Below are the records; copy each line in which "filter" can be found.

(Stored data)
--- --- ---

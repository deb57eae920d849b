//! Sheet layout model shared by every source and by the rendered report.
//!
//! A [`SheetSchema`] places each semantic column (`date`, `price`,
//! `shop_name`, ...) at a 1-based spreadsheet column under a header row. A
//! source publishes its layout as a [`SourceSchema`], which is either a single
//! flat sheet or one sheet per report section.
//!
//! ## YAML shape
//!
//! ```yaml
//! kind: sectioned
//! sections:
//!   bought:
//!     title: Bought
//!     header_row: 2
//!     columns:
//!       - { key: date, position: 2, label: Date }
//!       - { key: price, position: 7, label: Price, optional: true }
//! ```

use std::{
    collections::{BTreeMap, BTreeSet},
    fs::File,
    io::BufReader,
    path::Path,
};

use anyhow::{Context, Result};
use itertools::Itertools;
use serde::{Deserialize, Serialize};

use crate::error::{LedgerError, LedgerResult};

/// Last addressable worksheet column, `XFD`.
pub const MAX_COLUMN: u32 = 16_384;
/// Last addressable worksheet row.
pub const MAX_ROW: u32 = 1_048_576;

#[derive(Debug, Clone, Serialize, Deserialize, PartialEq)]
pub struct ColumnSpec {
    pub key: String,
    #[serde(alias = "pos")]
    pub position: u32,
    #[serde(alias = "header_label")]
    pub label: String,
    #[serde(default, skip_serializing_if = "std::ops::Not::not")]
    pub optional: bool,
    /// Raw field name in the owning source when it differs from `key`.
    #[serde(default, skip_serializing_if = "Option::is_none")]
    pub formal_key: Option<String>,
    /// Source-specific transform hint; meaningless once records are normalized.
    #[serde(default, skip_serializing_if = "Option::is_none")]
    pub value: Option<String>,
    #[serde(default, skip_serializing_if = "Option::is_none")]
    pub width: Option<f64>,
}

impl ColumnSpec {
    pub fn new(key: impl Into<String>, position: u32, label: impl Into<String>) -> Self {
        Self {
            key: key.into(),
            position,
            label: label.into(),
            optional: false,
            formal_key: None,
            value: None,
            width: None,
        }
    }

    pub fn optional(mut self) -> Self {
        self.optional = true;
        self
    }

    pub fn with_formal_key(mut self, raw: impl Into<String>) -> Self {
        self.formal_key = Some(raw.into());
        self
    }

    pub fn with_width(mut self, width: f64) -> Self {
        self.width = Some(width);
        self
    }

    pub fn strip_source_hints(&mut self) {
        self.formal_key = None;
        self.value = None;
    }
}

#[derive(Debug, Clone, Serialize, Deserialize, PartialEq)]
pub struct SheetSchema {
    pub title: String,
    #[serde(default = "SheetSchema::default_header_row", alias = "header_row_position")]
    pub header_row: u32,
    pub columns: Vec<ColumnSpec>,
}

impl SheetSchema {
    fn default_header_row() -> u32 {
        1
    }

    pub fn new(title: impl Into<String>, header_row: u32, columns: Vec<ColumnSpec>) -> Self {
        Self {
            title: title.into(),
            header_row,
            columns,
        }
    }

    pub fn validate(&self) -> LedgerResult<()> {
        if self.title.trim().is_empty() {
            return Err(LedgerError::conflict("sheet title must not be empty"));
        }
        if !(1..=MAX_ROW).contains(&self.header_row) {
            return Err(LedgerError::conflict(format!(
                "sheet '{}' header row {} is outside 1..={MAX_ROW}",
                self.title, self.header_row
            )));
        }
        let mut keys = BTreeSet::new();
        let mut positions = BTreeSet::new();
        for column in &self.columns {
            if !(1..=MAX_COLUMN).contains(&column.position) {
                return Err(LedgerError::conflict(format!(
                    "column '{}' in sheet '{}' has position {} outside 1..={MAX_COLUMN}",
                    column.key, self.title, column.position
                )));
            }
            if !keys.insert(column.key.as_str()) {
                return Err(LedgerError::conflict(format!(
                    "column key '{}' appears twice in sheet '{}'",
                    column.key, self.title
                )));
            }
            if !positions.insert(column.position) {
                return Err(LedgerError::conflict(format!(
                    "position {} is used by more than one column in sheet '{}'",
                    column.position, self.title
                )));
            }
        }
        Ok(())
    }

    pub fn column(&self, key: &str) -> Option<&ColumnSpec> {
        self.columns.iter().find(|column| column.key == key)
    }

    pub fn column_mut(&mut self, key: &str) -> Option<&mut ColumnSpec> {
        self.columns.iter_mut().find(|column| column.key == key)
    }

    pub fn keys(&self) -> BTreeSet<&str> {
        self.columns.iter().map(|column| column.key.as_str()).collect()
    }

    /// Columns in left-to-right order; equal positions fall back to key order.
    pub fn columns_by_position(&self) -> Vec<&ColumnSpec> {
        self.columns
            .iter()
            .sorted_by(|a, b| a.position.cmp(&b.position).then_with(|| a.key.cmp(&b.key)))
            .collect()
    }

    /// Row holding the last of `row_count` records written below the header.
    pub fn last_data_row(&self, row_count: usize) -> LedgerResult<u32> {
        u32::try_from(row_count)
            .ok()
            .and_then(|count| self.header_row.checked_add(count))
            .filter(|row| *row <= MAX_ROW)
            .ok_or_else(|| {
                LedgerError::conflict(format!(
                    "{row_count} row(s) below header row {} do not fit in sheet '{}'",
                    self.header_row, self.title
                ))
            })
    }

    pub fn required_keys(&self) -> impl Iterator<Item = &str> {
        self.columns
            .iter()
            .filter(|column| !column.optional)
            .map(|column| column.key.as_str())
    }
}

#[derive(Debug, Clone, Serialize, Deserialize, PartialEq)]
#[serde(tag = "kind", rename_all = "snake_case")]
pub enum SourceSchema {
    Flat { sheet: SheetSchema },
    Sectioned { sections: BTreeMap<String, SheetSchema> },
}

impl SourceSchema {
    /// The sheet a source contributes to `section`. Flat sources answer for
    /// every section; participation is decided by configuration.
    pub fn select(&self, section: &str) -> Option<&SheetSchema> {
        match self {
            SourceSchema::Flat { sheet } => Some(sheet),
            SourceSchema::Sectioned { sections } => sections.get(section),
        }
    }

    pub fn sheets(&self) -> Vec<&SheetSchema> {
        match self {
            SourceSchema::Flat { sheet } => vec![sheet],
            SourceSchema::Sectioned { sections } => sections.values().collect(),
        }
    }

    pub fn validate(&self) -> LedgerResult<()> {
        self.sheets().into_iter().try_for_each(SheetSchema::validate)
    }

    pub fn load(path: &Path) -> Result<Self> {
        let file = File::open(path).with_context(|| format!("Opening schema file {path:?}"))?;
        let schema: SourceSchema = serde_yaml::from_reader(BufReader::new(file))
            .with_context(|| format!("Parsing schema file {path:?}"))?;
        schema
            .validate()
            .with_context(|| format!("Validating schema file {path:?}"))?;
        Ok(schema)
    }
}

--- --- ---

SOLUTION:
            .filter(|row| *row <= MAX_ROW)
            .filter(|column| !column.optional)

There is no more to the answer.